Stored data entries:
>>>

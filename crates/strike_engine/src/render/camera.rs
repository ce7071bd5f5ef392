//! # First-person camera
//!
//! Position plus yaw/pitch orientation and a perspective projection. The
//! warmup sweep saves and restores this struct wholesale, so every field is
//! plain data and equality is exact.

use crate::foundation::math::{utils, Vec3};

/// Perspective camera with yaw/pitch orientation
#[derive(Debug, Clone, PartialEq)]
pub struct Camera {
    /// Camera position in world space
    pub position: Vec3,

    /// Rotation around +Y in radians
    pub yaw: f32,

    /// Rotation above the horizon in radians
    pub pitch: f32,

    /// Vertical field of view in degrees
    pub fov_degrees: f32,

    /// Aspect ratio (width / height)
    pub aspect: f32,

    /// Distance to near clipping plane
    pub near: f32,

    /// Distance to far clipping plane
    pub far: f32,
}

impl Camera {
    /// Create a new perspective camera looking down -Z
    pub fn perspective(position: Vec3, fov_degrees: f32, aspect: f32, near: f32, far: f32) -> Self {
        Self {
            position,
            yaw: 0.0,
            pitch: 0.0,
            fov_degrees,
            aspect,
            near,
            far,
        }
    }

    /// Vertical field of view in radians
    pub fn fov_radians(&self) -> f32 {
        utils::deg_to_rad(self.fov_degrees)
    }

    /// Horizontal field of view in radians
    pub fn horizontal_fov_radians(&self) -> f32 {
        2.0 * ((self.fov_radians() * 0.5).tan() * self.aspect).atan()
    }

    /// Unit view direction
    pub fn forward(&self) -> Vec3 {
        utils::forward_from_yaw_pitch(self.yaw, self.pitch)
    }

    /// Point the camera along a yaw/pitch pair
    pub fn set_orientation(&mut self, yaw: f32, pitch: f32) {
        self.yaw = yaw;
        self.pitch = pitch;
    }

    /// Update aspect ratio for viewport changes
    pub fn set_aspect_ratio(&mut self, aspect: f32) {
        if (self.aspect - aspect).abs() > 0.01 {
            log::info!("Camera aspect ratio changed: {:.3} -> {:.3}", self.aspect, aspect);
        }
        self.aspect = aspect;
    }

    /// Whether a world point lies inside the view cone and depth range.
    ///
    /// Uses a cone of half-angle `max(hfov, vfov) / 2`, which is what the
    /// warmup placement needs; it is not a full six-plane test.
    pub fn contains_point(&self, point: &Vec3) -> bool {
        let to_point = point - self.position;
        let distance = to_point.norm();
        if distance < self.near || distance > self.far {
            return false;
        }
        let half_angle = self.fov_radians().max(self.horizontal_fov_radians()) * 0.5;
        let cos_angle = to_point.dot(&self.forward()) / distance;
        cos_angle >= half_angle.cos()
    }
}

impl Default for Camera {
    fn default() -> Self {
        Self::perspective(Vec3::zeros(), 75.0, 16.0 / 9.0, 0.1, 400.0)
    }
}

#[cfg(test)]
mod tests {
    use super::*;

    #[test]
    fn test_point_ahead_is_visible() {
        let camera = Camera::default();
        assert!(camera.contains_point(&Vec3::new(0.0, 0.0, -10.0)));
    }

    #[test]
    fn test_point_behind_is_not_visible() {
        let camera = Camera::default();
        assert!(!camera.contains_point(&Vec3::new(0.0, 0.0, 10.0)));
    }

    #[test]
    fn test_point_past_far_plane_is_not_visible() {
        let camera = Camera::default();
        assert!(!camera.contains_point(&Vec3::new(0.0, 0.0, -1000.0)));
    }

    #[test]
    fn test_horizontal_fov_wider_than_vertical_for_widescreen() {
        let camera = Camera::default();
        assert!(camera.horizontal_fov_radians() > camera.fov_radians());
    }
}
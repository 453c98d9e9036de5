//! Controller probing and validation.
//!
//! mDNS tells us where a candidate lives; this module asks the candidate's
//! HTTP API who it is. A device only becomes a discovery result once its
//! `/json/info` document confirms it is running WLED and carries a MAC
//! address we can key it by.

use serde::Deserialize;

use crate::error::{DiscoveryError, Result};
use crate::DiscoveredDevice;

/// Subset of the firmware's `/json/info` document used for validation.
#[derive(Debug, Deserialize)]
pub struct ControllerInfo {
    pub name: Option<String>,
    pub ver: Option<String>,
    pub mac: Option<String>,
    pub brand: Option<String>,
}

impl ControllerInfo {
    /// Parse controller info from a `/json/info` body.
    ///
    /// # Errors
    ///
    /// Returns `DiscoveryError::ParseError` if the body is not the expected
    /// JSON shape.
    pub fn from_json(body: &str) -> Result<Self> {
        serde_json::from_str(body)
            .map_err(|e| DiscoveryError::ParseError(format!("Failed to parse /json/info: {}", e)))
    }

    /// Check whether this responder is a WLED controller.
    ///
    /// The firmware reports `brand: "WLED"`; older builds may omit it, in
    /// which case a version string plus MAC is accepted.
    pub fn is_wled(&self) -> bool {
        if let Some(ref brand) = self.brand {
            return brand.eq_ignore_ascii_case("wled");
        }
        self.ver.is_some() && self.mac.is_some()
    }

    /// Convert to the public `DiscoveredDevice` type.
    ///
    /// # Errors
    ///
    /// Returns `DiscoveryError::NotWled` when the info document has no MAC,
    /// since the MAC is the stable identity discovery results are keyed by.
    pub fn to_discovered(&self, address: String) -> Result<DiscoveredDevice> {
        let mac = self
            .mac
            .as_ref()
            .filter(|m| !m.is_empty())
            .ok_or_else(|| DiscoveryError::NotWled(format!("no MAC reported by {}", address)))?;

        Ok(DiscoveredDevice {
            mac: mac.to_lowercase(),
            name: self.name.clone().unwrap_or_else(|| "WLED".to_string()),
            address,
            version: self.ver.clone(),
        })
    }
}

/// Fetch and validate `/json/info` from a candidate address ("host:port").
pub(crate) fn probe_controller(
    client: &reqwest::blocking::Client,
    address: &str,
) -> Result<DiscoveredDevice> {
    let url = format!("http://{}/json/info", address);

    let response = client
        .get(&url)
        .send()
        .map_err(|e| DiscoveryError::NetworkError(format!("Failed to fetch {}: {}", url, e)))?;

    if !response.status().is_success() {
        return Err(DiscoveryError::NetworkError(format!(
            "{} returned HTTP {}",
            url,
            response.status()
        )));
    }

    let body = response
        .text()
        .map_err(|e| DiscoveryError::NetworkError(format!("Failed to read response body: {}", e)))?;

    let info = ControllerInfo::from_json(&body)?;

    if !info.is_wled() {
        return Err(DiscoveryError::NotWled(address.to_string()));
    }

    info.to_discovered(address.to_string())
}
//! Configuration for the coordination core.

use std::time::Duration;

/// Tunables for transport, scheduling and discovery.
///
/// The defaults match the behavior of the reference app: 5-second device
/// requests, a 30-second bulk refresh while the device list is visible, and
/// a discovery sweep every minute with a 3-second mDNS listening window.
#[derive(Debug, Clone)]
pub struct CoreConfig {
    /// Per-request HTTP timeout
    pub http_timeout: Duration,
    /// Interval between scheduled bulk refreshes
    pub refresh_interval: Duration,
    /// Interval between discovery sweeps
    pub discovery_interval: Duration,
    /// How long a single discovery sweep listens for mDNS responses
    pub discovery_window: Duration,
}

impl Default for CoreConfig {
    fn default() -> Self {
        Self {
            http_timeout: wled_api::REQUEST_TIMEOUT,
            refresh_interval: Duration::from_secs(30),
            discovery_interval: Duration::from_secs(60),
            discovery_window: Duration::from_secs(3),
        }
    }
}

impl CoreConfig {
    pub fn with_http_timeout(mut self, timeout: Duration) -> Self {
        self.http_timeout = timeout;
        self
    }

    pub fn with_refresh_interval(mut self, interval: Duration) -> Self {
        self.refresh_interval = interval;
        self
    }

    pub fn with_discovery_interval(mut self, interval: Duration) -> Self {
        self.discovery_interval = interval;
        self
    }

    pub fn with_discovery_window(mut self, window: Duration) -> Self {
        self.discovery_window = window;
        self
    }
}
//! Thin HTTP request executor for a single device endpoint.
//!
//! The transport knows nothing about request semantics: it takes a base
//! address and a `RequestSpec`, performs exactly one HTTP call with a fixed
//! timeout, and normalizes failures into `TransportError`. Coalescing,
//! ordering and retries all live above this layer.

use std::time::Duration;

use async_trait::async_trait;
use serde_json::Value;

use crate::error::{Result, TransportError};

/// Fixed per-request timeout. WLED controllers either answer quickly or not
/// at all, so a short window keeps offline devices from stalling the queue.
pub const REQUEST_TIMEOUT: Duration = Duration::from_secs(5);

/// HTTP method for a request spec
#[derive(Debug, Clone, Copy, PartialEq, Eq)]
pub enum Method {
    Get,
    Post,
}

/// Description of a single wire request against a device's base address.
#[derive(Debug, Clone, PartialEq)]
pub struct RequestSpec {
    pub method: Method,
    pub path: String,
    pub body: Option<Value>,
}

impl RequestSpec {
    /// GET request for the given path
    pub fn get(path: impl Into<String>) -> Self {
        Self {
            method: Method::Get,
            path: path.into(),
            body: None,
        }
    }

    /// POST request with a JSON body
    pub fn post(path: impl Into<String>, body: Value) -> Self {
        Self {
            method: Method::Post,
            path: path.into(),
            body: Some(body),
        }
    }
}

/// Request executor seam.
///
/// The production implementation is `HttpTransport`; tests inject scripted
/// fakes to exercise the coordination layer without a network.
#[async_trait]
pub trait Transport: Send + Sync {
    /// Execute one request against `base_address` ("host:port").
    ///
    /// # Errors
    ///
    /// `TransportError::Unreachable` for connect/timeout failures,
    /// `TransportError::MalformedResponse` for non-2xx statuses and bodies
    /// that are not valid JSON.
    async fn execute(&self, base_address: &str, spec: &RequestSpec) -> Result<Value>;
}

/// reqwest-backed transport with a fixed request timeout
#[derive(Debug, Clone)]
pub struct HttpTransport {
    client: reqwest::Client,
}

impl HttpTransport {
    /// Create a transport with the default 5-second timeout
    pub fn new() -> Result<Self> {
        Self::with_timeout(REQUEST_TIMEOUT)
    }

    /// Create a transport with a custom timeout
    pub fn with_timeout(timeout: Duration) -> Result<Self> {
        let client = reqwest::Client::builder()
            .timeout(timeout)
            .build()
            .map_err(|e| TransportError::ClientInit(e.to_string()))?;

        Ok(Self { client })
    }
}

#[async_trait]
impl Transport for HttpTransport {
    async fn execute(&self, base_address: &str, spec: &RequestSpec) -> Result<Value> {
        let url = format!("http://{}{}", base_address, spec.path);

        let request = match spec.method {
            Method::Get => self.client.get(&url),
            Method::Post => {
                let builder = self.client.post(&url);
                match &spec.body {
                    Some(body) => builder.json(body),
                    None => builder,
                }
            }
        };

        let response = request
            .send()
            .await
            .map_err(|e| TransportError::Unreachable(format!("{}: {}", url, e)))?;

        let status = response.status();
        if !status.is_success() {
            return Err(TransportError::MalformedResponse(format!(
                "{} returned HTTP {}",
                url, status
            )));
        }

        response
            .json::<Value>()
            .await
            .map_err(|e| TransportError::MalformedResponse(format!("{}: {}", url, e)))
    }
}
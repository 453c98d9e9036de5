//! HTTP transport and wire types for the WLED firmware API.
//!
//! This crate is the lowest network-facing layer of the SDK: it defines the
//! JSON documents the firmware speaks (`wire`) and a one-shot request
//! executor with timeout and error normalization (`transport`). It holds no
//! device state and performs no retries or coalescing; all coordination
//! lives in `wled-core`.

mod error;
pub mod transport;
pub mod wire;

pub use error::{Result, TransportError};
pub use transport::{HttpTransport, Method, RequestSpec, Transport, REQUEST_TIMEOUT};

<<<

Task statement
Check every line of the data and give the number of them that hold the string "Create", with no other words.

Final answer
3